Official projections Sunday showed New Democracy winning 18.9 percent, giving it 108 seats in the 300-member parliament — far short of the 151 needed to form a government. The anti-bailout left-wing Syriza party was projected second with 16.8 percent and 51 seats, and the formerly majority socialist PASOK lagged behind with 13.4 and 41 seats.

The extremist far-right Golden Dawn party, which ran on an anti-immigrant platform and wants landmines along Greece's borders, is projected to win 7 percent of the vote, giving it 22 deputies in Parliament — a massive gain for a party that until a few months ago was on the fringes of Greek politics.

With no outright majority, a coalition government will have to be formed. If successive efforts by the top three parties fail, the country will head into new elections — a prospect that has alarmed Greece's international creditors.

Both New Democracy head Antonis Samaras and PASOK leader and former finance minister Evangelos Venizelos voiced support for a coalition — but with certain caveats.

"The fact that New Democracy is the first party increases its responsibility, as it is now the only pillar of political stability in Greece," Samaras said. "We are ready to take up the responsibilty to form a new government of national salvation with two exclusive aims: For Greece to remain in the euro and to amend the terms of the loan agreements so that there is economic growth and relief for Greek society."

Before the elections, Samaras had insisted he would not form a coalition with his socialist rivals.

Syriza head Alexis Tsipras said the drubbing of New Democracy and PASOK, which had signed Greece's loan agreements, meant "their signatures have lost legal legitimacy by the popular vote."

"The people have rewarded a proposal made by us to form a government of the Left that will cancel the loan agreements and overturn the course of our people toward misery," Tsipras said.

Both statements are likely to alarm Greece's international creditors, who will be watching the debt-ridden country closely to see if it is meeting the strict fiscal targets of spending cuts and boosting revenue in return for rescue loans that are keeping it from default. The country is expected to take yet more austerity measures in June.

Partial official results with 48 percent of the vote counted showed New Democracy with 20.05 percent, Syriza with 16.02 percent and PASOK with 13.84 percent.

Golden Dawn, which rejects the neo-Nazi label and calls itself a nationalist partriotic party, had 6.86 percent — a meteoric rise for a party that won just 0.23 in the previous elections in 2009.

"Greek citizens should not fear us, the only ones who should fear us are the traitors," Golden Dawn leader Nikolaos Michaloliakos told The Associated Press.The outcome is particularly devastating to PASOK, which won a landslide victory in the last parliamentary elections in 2009 with more than 43 percent of the vote.

"For us at PASOK, the day is particularly painful," Venizelos said. "We new that we would pay the price, having taken a emotionally and politically unbearable position to take the measures that were necessary."
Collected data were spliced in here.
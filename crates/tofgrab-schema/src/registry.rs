//! Per-family channel registries.
//!
//! Each element-list family owns an independent, static table mapping a
//! logical channel to the wire elements the device emits for it. Absence
//! from a family's table means the family cannot stream that channel — an
//! expected state, surfaced as `None` so callers decide what it means.
//! O3X sensors never consult a registry; their flag document is assembled
//! directly from channel-set membership.

use tofgrab_frame::ChannelId;

use crate::element::{ChannelElements, WireElement};
use crate::family::DeviceFamily;

const EXPOSURE_TIME_ELEMENTS: &[WireElement] = &[
    WireElement::marker("exposure_times", "extime"),
    WireElement::uint32_le("exposure_time_1"),
    WireElement::uint32_le("exposure_time_2"),
    WireElement::uint32_le("exposure_time_3"),
];

const ILLUMINATION_TEMP_ELEMENTS: &[WireElement] = &[
    WireElement::marker("temp_illu", "temp_illu"),
    WireElement::float32_le("temp_illu"),
];

// Tables are sorted by channel id; element ids are the firmware's
// frame-layout identifiers and must match it byte for byte.

const O3D_TABLE: &[(ChannelId, ChannelElements)] = &[
    (
        ChannelId::RadialDistance,
        ChannelElements::Single(WireElement::blob("distance_image")),
    ),
    (
        ChannelId::Amplitude,
        ChannelElements::Single(WireElement::blob("normalized_amplitude_image")),
    ),
    (
        ChannelId::RawAmplitude,
        ChannelElements::Single(WireElement::blob("amplitude_image")),
    ),
    (
        ChannelId::Grayscale,
        ChannelElements::Single(WireElement::blob("grayscale_image")),
    ),
    (
        ChannelId::CartesianX,
        ChannelElements::Single(WireElement::blob("x_image")),
    ),
    (
        ChannelId::CartesianY,
        ChannelElements::Single(WireElement::blob("y_image")),
    ),
    (
        ChannelId::CartesianZ,
        ChannelElements::Single(WireElement::blob("z_image")),
    ),
    (
        ChannelId::UnitVectors,
        ChannelElements::Single(WireElement::blob("all_unit_vector_matrices")),
    ),
    (
        ChannelId::Confidence,
        ChannelElements::Single(WireElement::blob("confidence_image")),
    ),
    (
        ChannelId::IntrinsicCalibration,
        ChannelElements::Single(WireElement::blob("intrinsic_calibration")),
    ),
    (
        ChannelId::InverseIntrinsicCalibration,
        ChannelElements::Single(WireElement::blob("inverse_intrinsic_calibration")),
    ),
    (
        ChannelId::ExtrinsicCalibration,
        ChannelElements::Single(WireElement::blob("extrinsic_calibration")),
    ),
    (
        ChannelId::JsonModel,
        ChannelElements::Single(WireElement::blob("json_model")),
    ),
    (
        ChannelId::ExposureTime,
        ChannelElements::Group(EXPOSURE_TIME_ELEMENTS),
    ),
    (
        ChannelId::IlluminationTemperature,
        ChannelElements::Group(ILLUMINATION_TEMP_ELEMENTS),
    ),
];

const O3R_TABLE: &[(ChannelId, ChannelElements)] = &[
    (
        ChannelId::RadialDistance,
        ChannelElements::Single(WireElement::blob("RADIAL_DISTANCE_COMPRESSED")),
    ),
    (
        ChannelId::Amplitude,
        ChannelElements::Single(WireElement::blob("AMPLITUDE_COMPRESSED")),
    ),
    (
        ChannelId::DistanceNoise,
        ChannelElements::Single(WireElement::blob("RADIAL_DISTANCE_NOISE")),
    ),
    (
        ChannelId::Jpeg,
        ChannelElements::Single(WireElement::blob("JPEG_IMAGE")),
    ),
    (
        ChannelId::Confidence,
        ChannelElements::Single(WireElement::blob("CONFIDENCE")),
    ),
    (
        ChannelId::TofInfo,
        ChannelElements::Single(WireElement::blob("TOF_INFO")),
    ),
    (
        ChannelId::IntrinsicCalibration,
        ChannelElements::Single(WireElement::blob("intrinsic_calibration")),
    ),
    (
        ChannelId::InverseIntrinsicCalibration,
        ChannelElements::Single(WireElement::blob("inverse_intrinsic_calibration")),
    ),
    (
        ChannelId::AlgoDebug,
        ChannelElements::Single(WireElement::blob("ALGO_DEBUG")),
    ),
];

/// Wire elements `family` emits for `id`, or `None` if unsupported.
///
/// Pure lookup over static data; safe to call from any thread.
pub fn lookup(family: DeviceFamily, id: ChannelId) -> Option<&'static ChannelElements> {
    table_for(family)?
        .iter()
        .find(|(channel, _)| *channel == id)
        .map(|(_, elements)| elements)
}

/// Whether `family` can stream `id` at all.
pub fn is_supported(family: DeviceFamily, id: ChannelId) -> bool {
    lookup(family, id).is_some()
}

fn table_for(family: DeviceFamily) -> Option<&'static [(ChannelId, ChannelElements)]> {
    match family {
        DeviceFamily::O3d => Some(O3D_TABLE),
        DeviceFamily::O3r => Some(O3R_TABLE),
        // Flag documents bypass the registry entirely.
        DeviceFamily::O3x => None,
    }
}

#[cfg(test)]
mod tests {
    use super::*;

    #[test]
    fn tables_are_sorted_by_channel() {
        for table in [O3D_TABLE, O3R_TABLE] {
            for pair in table.windows(2) {
                assert!(pair[0].0 < pair[1].0);
            }
        }
    }

    #[test]
    fn o3d_maps_distance_to_blob() {
        let entry = lookup(DeviceFamily::O3d, ChannelId::RadialDistance).unwrap();
        assert_eq!(entry.as_slice()[0].id, "distance_image");
    }

    #[test]
    fn dialects_disagree_on_element_ids() {
        let o3d = lookup(DeviceFamily::O3d, ChannelId::RadialDistance).unwrap();
        let o3r = lookup(DeviceFamily::O3r, ChannelId::RadialDistance).unwrap();
        assert_eq!(o3d.as_slice()[0].id, "distance_image");
        assert_eq!(o3r.as_slice()[0].id, "RADIAL_DISTANCE_COMPRESSED");
    }

    #[test]
    fn exposure_time_expands_to_four_elements() {
        let entry = lookup(DeviceFamily::O3d, ChannelId::ExposureTime).unwrap();
        let ids: Vec<&str> = entry.as_slice().iter().map(|e| e.id).collect();
        assert_eq!(
            ids,
            vec![
                "exposure_times",
                "exposure_time_1",
                "exposure_time_2",
                "exposure_time_3",
            ]
        );
    }

    #[test]
    fn illumination_temperature_expands_to_label_and_reading() {
        let entry = lookup(DeviceFamily::O3d, ChannelId::IlluminationTemperature).unwrap();
        assert_eq!(entry.as_slice().len(), 2);
    }

    #[test]
    fn support_differs_per_family() {
        // O3D-only channels.
        assert!(is_supported(DeviceFamily::O3d, ChannelId::Grayscale));
        assert!(!is_supported(DeviceFamily::O3r, ChannelId::Grayscale));
        assert!(is_supported(DeviceFamily::O3d, ChannelId::ExposureTime));
        assert!(!is_supported(DeviceFamily::O3r, ChannelId::ExposureTime));

        // O3R-only channels.
        assert!(is_supported(DeviceFamily::O3r, ChannelId::TofInfo));
        assert!(!is_supported(DeviceFamily::O3d, ChannelId::TofInfo));
        assert!(is_supported(DeviceFamily::O3r, ChannelId::AlgoDebug));
        assert!(!is_supported(DeviceFamily::O3d, ChannelId::AlgoDebug));
    }

    #[test]
    fn o3x_never_resolves_through_the_registry() {
        for &channel in ChannelId::ALL {
            assert!(lookup(DeviceFamily::O3x, channel).is_none());
        }
    }
}
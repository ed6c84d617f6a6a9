use tofgrab_frame::ChannelId;

use crate::family::DeviceFamily;

/// Errors that can occur while compiling an output schema.
#[derive(Debug, thiserror::Error)]
pub enum SchemaError {
    /// A requested channel has no wire mapping for the target family.
    ///
    /// Only produced under
    /// [`UnsupportedChannelPolicy::Reject`](crate::UnsupportedChannelPolicy::Reject);
    /// the default policy drops the channel instead.
    #[error("channel {channel} is not supported by {family} devices")]
    UnsupportedChannel {
        channel: ChannelId,
        family: DeviceFamily,
    },

    /// The compiled document failed to serialize.
    #[error("failed to serialize schema document: {0}")]
    Serialize(#[from] serde_json::Error),
}

pub type Result<T> = std::result::Result<T, SchemaError>;
//! Decoded-frame container.
//!
//! The stream decoder turns one device acquisition into a [`Frame`]:
//! channel payloads keyed by [`ChannelId`] plus the acquisition timestamps.
//! Frames are built once and read-only afterwards — consumers on any number
//! of threads can share one freely.

use std::collections::btree_map;
use std::collections::BTreeMap;

use bytes::Bytes;
use chrono::{DateTime, Utc};

use crate::channel::ChannelId;

/// Acquisition timestamp attached to a decoded frame.
pub type Timestamp = DateTime<Utc>;

/// Decoded results of one device acquisition.
#[derive(Debug, Clone, Default, PartialEq, Eq)]
pub struct Frame {
    payloads: BTreeMap<ChannelId, Bytes>,
    timestamps: Vec<Timestamp>,
}

impl Frame {
    /// Create a frame from decoded payloads and acquisition timestamps.
    ///
    /// Timestamps must already be in acquisition order; the frame never
    /// reorders or mutates them.
    pub fn new(payloads: BTreeMap<ChannelId, Bytes>, timestamps: Vec<Timestamp>) -> Self {
        Self {
            payloads,
            timestamps,
        }
    }

    /// Whether the frame carries a payload for `id`.
    ///
    /// This is the authoritative presence test — [`Frame::channel`] alone
    /// cannot distinguish an absent channel from an empty payload.
    pub fn has_channel(&self, id: ChannelId) -> bool {
        self.payloads.contains_key(&id)
    }

    /// Payload for `id`, or `None` if the frame doesn't carry it.
    pub fn get(&self, id: ChannelId) -> Option<&Bytes> {
        self.payloads.get(&id)
    }

    /// Payload for `id`; an absent channel yields an empty payload.
    pub fn channel(&self, id: ChannelId) -> Bytes {
        self.payloads.get(&id).cloned().unwrap_or_else(Bytes::new)
    }

    /// Acquisition timestamps, one per acquisition event, in order.
    pub fn timestamps(&self) -> &[Timestamp] {
        &self.timestamps
    }

    /// Number of channels in the frame.
    pub fn len(&self) -> usize {
        self.payloads.len()
    }

    /// Whether the frame carries no channels at all.
    pub fn is_empty(&self) -> bool {
        self.payloads.is_empty()
    }

    /// Iterate `(channel, payload)` pairs in ascending channel order.
    ///
    /// Each call starts a fresh traversal.
    pub fn iter(&self) -> btree_map::Iter<'_, ChannelId, Bytes> {
        self.payloads.iter()
    }
}

impl<'a> IntoIterator for &'a Frame {
    type Item = (&'a ChannelId, &'a Bytes);
    type IntoIter = btree_map::Iter<'a, ChannelId, Bytes>;

    fn into_iter(self) -> Self::IntoIter {
        self.iter()
    }
}

#[cfg(test)]
mod tests {
    use chrono::TimeZone;

    use super::*;

    fn sample_frame() -> Frame {
        let mut payloads = BTreeMap::new();
        payloads.insert(ChannelId::Confidence, Bytes::from_static(b"conf"));
        payloads.insert(ChannelId::RadialDistance, Bytes::from_static(b"dist"));
        payloads.insert(ChannelId::ExposureTime, Bytes::new());

        let timestamps = vec![
            Utc.timestamp_opt(1_700_000_000, 0).unwrap(),
            Utc.timestamp_opt(1_700_000_000, 250_000).unwrap(),
        ];

        Frame::new(payloads, timestamps)
    }

    #[test]
    fn membership_matches_construction() {
        let frame = sample_frame();

        assert!(frame.has_channel(ChannelId::RadialDistance));
        assert!(frame.has_channel(ChannelId::Confidence));
        assert!(frame.has_channel(ChannelId::ExposureTime));
        assert!(!frame.has_channel(ChannelId::Amplitude));
        assert_eq!(frame.len(), 3);
        assert!(!frame.is_empty());
    }

    #[test]
    fn absent_channel_yields_empty_payload() {
        let frame = sample_frame();

        assert!(frame.channel(ChannelId::Amplitude).is_empty());
        assert_eq!(frame.get(ChannelId::Amplitude), None);
    }

    #[test]
    fn empty_payload_is_distinguishable_via_get() {
        let frame = sample_frame();

        // Both lookups return empty bytes, but only one channel is present.
        assert!(frame.channel(ChannelId::ExposureTime).is_empty());
        assert!(frame.channel(ChannelId::Amplitude).is_empty());
        assert!(frame.get(ChannelId::ExposureTime).is_some());
        assert!(frame.get(ChannelId::Amplitude).is_none());
    }

    #[test]
    fn timestamps_are_returned_unmodified() {
        let timestamps = vec![
            Utc.timestamp_opt(10, 0).unwrap(),
            Utc.timestamp_opt(5, 0).unwrap(),
            Utc.timestamp_opt(20, 0).unwrap(),
        ];
        let frame = Frame::new(BTreeMap::new(), timestamps.clone());

        // Acquisition order, not sorted.
        assert_eq!(frame.timestamps(), timestamps.as_slice());
    }

    #[test]
    fn iteration_is_ordered_and_restartable() {
        let frame = sample_frame();

        let first: Vec<ChannelId> = frame.iter().map(|(id, _)| *id).collect();
        let second: Vec<ChannelId> = frame.iter().map(|(id, _)| *id).collect();

        assert_eq!(
            first,
            vec![
                ChannelId::RadialDistance,
                ChannelId::Confidence,
                ChannelId::ExposureTime,
            ]
        );
        assert_eq!(first, second);
    }

    #[test]
    fn ref_into_iterator_visits_each_pair_once() {
        let frame = sample_frame();
        let mut seen = 0usize;
        for (id, payload) in &frame {
            if *id == ChannelId::RadialDistance {
                assert_eq!(payload.as_ref(), b"dist");
            }
            seen += 1;
        }
        assert_eq!(seen, frame.len());
    }
}
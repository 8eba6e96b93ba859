//! Wire format of the calbridge bridge.
//!
//! Both ends of a bridge exchange length-prefixed JSON frames:
//! - 4 bytes: payload length (u32, big-endian)
//! - N bytes: a JSON [`Envelope`] holding one [`Frame`]
//!
//! The UI end sends [`Frame::Request`]. The worker end answers with
//! [`Frame::Response`], pushes [`Frame::Broadcast`] events, and announces
//! its registered services with [`Frame::Ready`].
//!
//! ```rust
//! use calbridge_protocol::{Envelope, Frame, RequestFrame, decode_message, encode_message};
//!
//! let frame = Frame::Request(RequestFrame::new("req-1", "calendar", "getAccount", vec![]));
//! let bytes = encode_message(&Envelope::new(frame)).unwrap();
//! let decoded: Envelope = decode_message(&bytes).unwrap();
//! assert!(decoded.is_compatible());
//! ```

mod error;
mod framing;
mod types;

pub use error::{ProtocolError, ProtocolResult};
pub use framing::{FrameReader, FrameWriter, decode_message, encode_message};
pub use types::{
    BroadcastFrame, Envelope, ErrorCode, ErrorResponse, EventName, Frame, Outcome, RequestFrame,
    ResponseFrame,
};

/// Protocol version constant.
pub const PROTOCOL_VERSION: &str = "1";

/// Maximum frame payload size (1 MB).
pub const MAX_MESSAGE_SIZE: u32 = 1024 * 1024;

/// Service name answered by the bridge itself rather than a registered service.
pub const BRIDGE_SERVICE: &str = "bridge";
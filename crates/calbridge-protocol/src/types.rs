//! Frame types exchanged over the bridge.

use std::fmt;
use std::str::FromStr;

use serde::{Deserialize, Serialize};
use serde_json::Value;

use crate::PROTOCOL_VERSION;
use crate::error::ProtocolError;

/// Versioned wrapper around every frame on the wire.
#[derive(Debug, Clone, PartialEq, Serialize, Deserialize)]
pub struct Envelope {
    pub protocol_version: String,
    pub frame: Frame,
}

impl Envelope {
    pub fn new(frame: Frame) -> Self {
        Self {
            protocol_version: PROTOCOL_VERSION.to_string(),
            frame,
        }
    }

    pub fn is_compatible(&self) -> bool {
        self.protocol_version == PROTOCOL_VERSION
    }
}

/// One unit of bridge traffic.
#[derive(Debug, Clone, PartialEq, Serialize, Deserialize)]
#[serde(tag = "type", rename_all = "snake_case")]
pub enum Frame {
    /// UI → worker call.
    Request(RequestFrame),
    /// Worker → UI answer to a request with the same id.
    Response(ResponseFrame),
    /// Worker → UI fire-and-forget event.
    Broadcast(BroadcastFrame),
    /// Worker → UI announcement of the currently registered services.
    Ready { services: Vec<String> },
}

impl Frame {
    pub fn kind(&self) -> &'static str {
        match self {
            Self::Request(_) => "request",
            Self::Response(_) => "response",
            Self::Broadcast(_) => "broadcast",
            Self::Ready { .. } => "ready",
        }
    }
}

#[derive(Debug, Clone, PartialEq, Serialize, Deserialize)]
pub struct RequestFrame {
    pub id: String,
    pub service: String,
    pub method: String,
    #[serde(default)]
    pub args: Vec<Value>,
}

impl RequestFrame {
    pub fn new(
        id: impl Into<String>,
        service: impl Into<String>,
        method: impl Into<String>,
        args: Vec<Value>,
    ) -> Self {
        Self {
            id: id.into(),
            service: service.into(),
            method: method.into(),
            args,
        }
    }
}

/// Settled state of a request.
#[derive(Debug, Clone, PartialEq, Serialize, Deserialize)]
#[serde(tag = "state", rename_all = "snake_case")]
pub enum Outcome {
    Fulfilled { value: Value },
    Rejected { reason: ErrorResponse },
}

impl Outcome {
    pub fn into_result(self) -> Result<Value, ErrorResponse> {
        match self {
            Self::Fulfilled { value } => Ok(value),
            Self::Rejected { reason } => Err(reason),
        }
    }
}

impl From<Result<Value, ErrorResponse>> for Outcome {
    fn from(result: Result<Value, ErrorResponse>) -> Self {
        match result {
            Ok(value) => Self::Fulfilled { value },
            Err(reason) => Self::Rejected { reason },
        }
    }
}

#[derive(Debug, Clone, PartialEq, Serialize, Deserialize)]
pub struct ResponseFrame {
    pub id: String,
    pub outcome: Outcome,
}

impl ResponseFrame {
    pub fn fulfilled(id: impl Into<String>, value: Value) -> Self {
        Self {
            id: id.into(),
            outcome: Outcome::Fulfilled { value },
        }
    }

    pub fn rejected(id: impl Into<String>, reason: ErrorResponse) -> Self {
        Self {
            id: id.into(),
            outcome: Outcome::Rejected { reason },
        }
    }
}

#[derive(Debug, Clone, PartialEq, Serialize, Deserialize)]
pub struct BroadcastFrame {
    pub event: EventName,
    #[serde(default)]
    pub payload: Value,
}

impl BroadcastFrame {
    pub fn new(event: EventName, payload: Value) -> Self {
        Self { event, payload }
    }
}

/// The closed vocabulary of broadcast events.
#[derive(Debug, Clone, Copy, PartialEq, Eq, Hash, Serialize, Deserialize)]
#[serde(rename_all = "camelCase")]
pub enum EventName {
    SyncStart,
    SyncProgress,
    SyncComplete,
    SyncError,
    SyncOffline,
    ExpandStart,
    ExpandComplete,
}

impl EventName {
    pub const ALL: [EventName; 7] = [
        Self::SyncStart,
        Self::SyncProgress,
        Self::SyncComplete,
        Self::SyncError,
        Self::SyncOffline,
        Self::ExpandStart,
        Self::ExpandComplete,
    ];

    pub fn as_str(&self) -> &'static str {
        match self {
            Self::SyncStart => "syncStart",
            Self::SyncProgress => "syncProgress",
            Self::SyncComplete => "syncComplete",
            Self::SyncError => "syncError",
            Self::SyncOffline => "syncOffline",
            Self::ExpandStart => "expandStart",
            Self::ExpandComplete => "expandComplete",
        }
    }
}

impl fmt::Display for EventName {
    fn fmt(&self, f: &mut fmt::Formatter<'_>) -> fmt::Result {
        f.write_str(self.as_str())
    }
}

impl FromStr for EventName {
    type Err = ProtocolError;

    fn from_str(s: &str) -> Result<Self, Self::Err> {
        Self::ALL
            .into_iter()
            .find(|event| event.as_str() == s)
            .ok_or_else(|| ProtocolError::UnknownEvent(s.to_string()))
    }
}

/// Error codes carried by rejected responses.
#[derive(Debug, Clone, Copy, PartialEq, Eq, Hash, Serialize, Deserialize)]
#[serde(rename_all = "snake_case")]
pub enum ErrorCode {
    InternalError,
    InvalidRequest,
    /// No service registered under the requested name.
    UnknownService,
    /// The service exists but has no such method.
    MethodNotFound,
    NotFound,
    Timeout,
    Authentication,
    InvalidServer,
    ServerFailure,
    Offline,
    /// The backend does not allow the operation.
    PermissionDenied,
    ShuttingDown,
}

impl ErrorCode {
    pub fn description(&self) -> &'static str {
        match self {
            Self::InternalError => "An internal error occurred",
            Self::InvalidRequest => "The request was invalid",
            Self::UnknownService => "No such service",
            Self::MethodNotFound => "No such method",
            Self::NotFound => "Requested record not found",
            Self::Timeout => "The request timed out",
            Self::Authentication => "Authentication failed",
            Self::InvalidServer => "The server is not a valid calendar server",
            Self::ServerFailure => "The calendar server failed",
            Self::Offline => "The device is offline",
            Self::PermissionDenied => "Operation not permitted for this calendar",
            Self::ShuttingDown => "Worker is shutting down",
        }
    }
}

/// Rejection reason of a request.
#[derive(Debug, Clone, PartialEq, Serialize, Deserialize)]
pub struct ErrorResponse {
    pub code: ErrorCode,
    pub message: String,
    /// Structured diagnostic context.
    #[serde(default, skip_serializing_if = "Value::is_null")]
    pub detail: Value,
}

impl ErrorResponse {
    pub fn new(code: ErrorCode, message: impl Into<String>) -> Self {
        Self {
            code,
            message: message.into(),
            detail: Value::Null,
        }
    }

    pub fn internal(message: impl Into<String>) -> Self {
        Self::new(ErrorCode::InternalError, message)
    }

    pub fn invalid_request(message: impl Into<String>) -> Self {
        Self::new(ErrorCode::InvalidRequest, message)
    }

    pub fn not_found(message: impl Into<String>) -> Self {
        Self::new(ErrorCode::NotFound, message)
    }

    pub fn with_detail(mut self, detail: Value) -> Self {
        self.detail = detail;
        self
    }
}

impl fmt::Display for ErrorResponse {
    fn fmt(&self, f: &mut fmt::Formatter<'_>) -> fmt::Result {
        write!(f, "{}: {}", self.code.description(), self.message)
    }
}

impl std::error::Error for ErrorResponse {}

#[cfg(test)]
mod tests {
    use super::*;
    use serde_json::json;

    #[test]
    fn request_json_shape() {
        let envelope = Envelope::new(Frame::Request(RequestFrame::new(
            "req-1",
            "calendar",
            "getAccount",
            vec![json!("work")],
        )));
        insta::assert_json_snapshot!(envelope, @r#"
        {
          "protocol_version": "1",
          "frame": {
            "type": "request",
            "id": "req-1",
            "service": "calendar",
            "method": "getAccount",
            "args": [
              "work"
            ]
          }
        }
        "#);
    }

    #[test]
    fn rejected_response_json_shape() {
        let frame = Frame::Response(ResponseFrame::rejected(
            "req-2",
            ErrorResponse::new(ErrorCode::UnknownService, "no service named caldav"),
        ));
        insta::assert_json_snapshot!(frame, @r#"
        {
          "type": "response",
          "id": "req-2",
          "outcome": {
            "state": "rejected",
            "reason": {
              "code": "unknown_service",
              "message": "no service named caldav"
            }
          }
        }
        "#);
    }

    #[test]
    fn missing_args_default_to_empty() {
        let frame: Frame = serde_json::from_str(
            r#"{"type":"request","id":"1","service":"calendar","method":"listAccounts"}"#,
        )
        .unwrap();
        match frame {
            Frame::Request(request) => assert!(request.args.is_empty()),
            other => panic!("unexpected frame {:?}", other),
        }
    }

    #[test]
    fn broadcast_uses_camel_case_names() {
        let frame = Frame::Broadcast(BroadcastFrame::new(
            EventName::SyncOffline,
            json!({"account_id": "work"}),
        ));
        let json = serde_json::to_string(&frame).unwrap();
        assert!(json.contains(r#""event":"syncOffline""#));
    }

    #[test]
    fn unknown_event_on_the_wire_fails_to_decode() {
        let result: Result<Frame, _> =
            serde_json::from_str(r#"{"type":"broadcast","event":"syncBogus","payload":null}"#);
        assert!(result.is_err());
    }

    #[test]
    fn event_names_parse() {
        for event in EventName::ALL {
            assert_eq!(event.as_str().parse::<EventName>().unwrap(), event);
            let json = serde_json::to_string(&event).unwrap();
            assert_eq!(json, format!("\"{}\"", event.as_str()));
        }
        assert!(matches!(
            "synccomplete".parse::<EventName>(),
            Err(ProtocolError::UnknownEvent(name)) if name == "synccomplete"
        ));
    }

    #[test]
    fn outcome_converts_to_result() {
        let ok = Outcome::from(Ok(json!(3)));
        assert_eq!(ok.into_result().unwrap(), json!(3));

        let err = Outcome::from(Err(ErrorResponse::not_found("evt-9")));
        assert_eq!(err.into_result().unwrap_err().code, ErrorCode::NotFound);
    }

    #[test]
    fn error_detail_round_trips() {
        let error = ErrorResponse::new(ErrorCode::Authentication, "bad password")
            .with_detail(json!({"status": 401}));
        let json = serde_json::to_string(&error).unwrap();
        let parsed: ErrorResponse = serde_json::from_str(&json).unwrap();
        assert_eq!(parsed.detail["status"], 401);
        assert!(error.to_string().contains("bad password"));
    }

    #[test]
    fn incompatible_version_is_detected() {
        let mut envelope = Envelope::new(Frame::Ready { services: vec![] });
        assert!(envelope.is_compatible());
        envelope.protocol_version = "2".to_string();
        assert!(!envelope.is_compatible());
    }
}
He ruled out a two-party government with New Democracy and called for a broad coalition of pro-European parties, regardless of their stance on the bailouts.

"A coalition government of the old two-party system would not have sufficient legitimacy or sufficient domestic and international credibility if it would gather a slim majority," Venizelos said. "A government of national unity with the participation of all the parties that favor a European course, regardless of their positions toward the loan agreements, would have meaning."

Days of talks are expected as parties attempt to hammer out a governing coalition.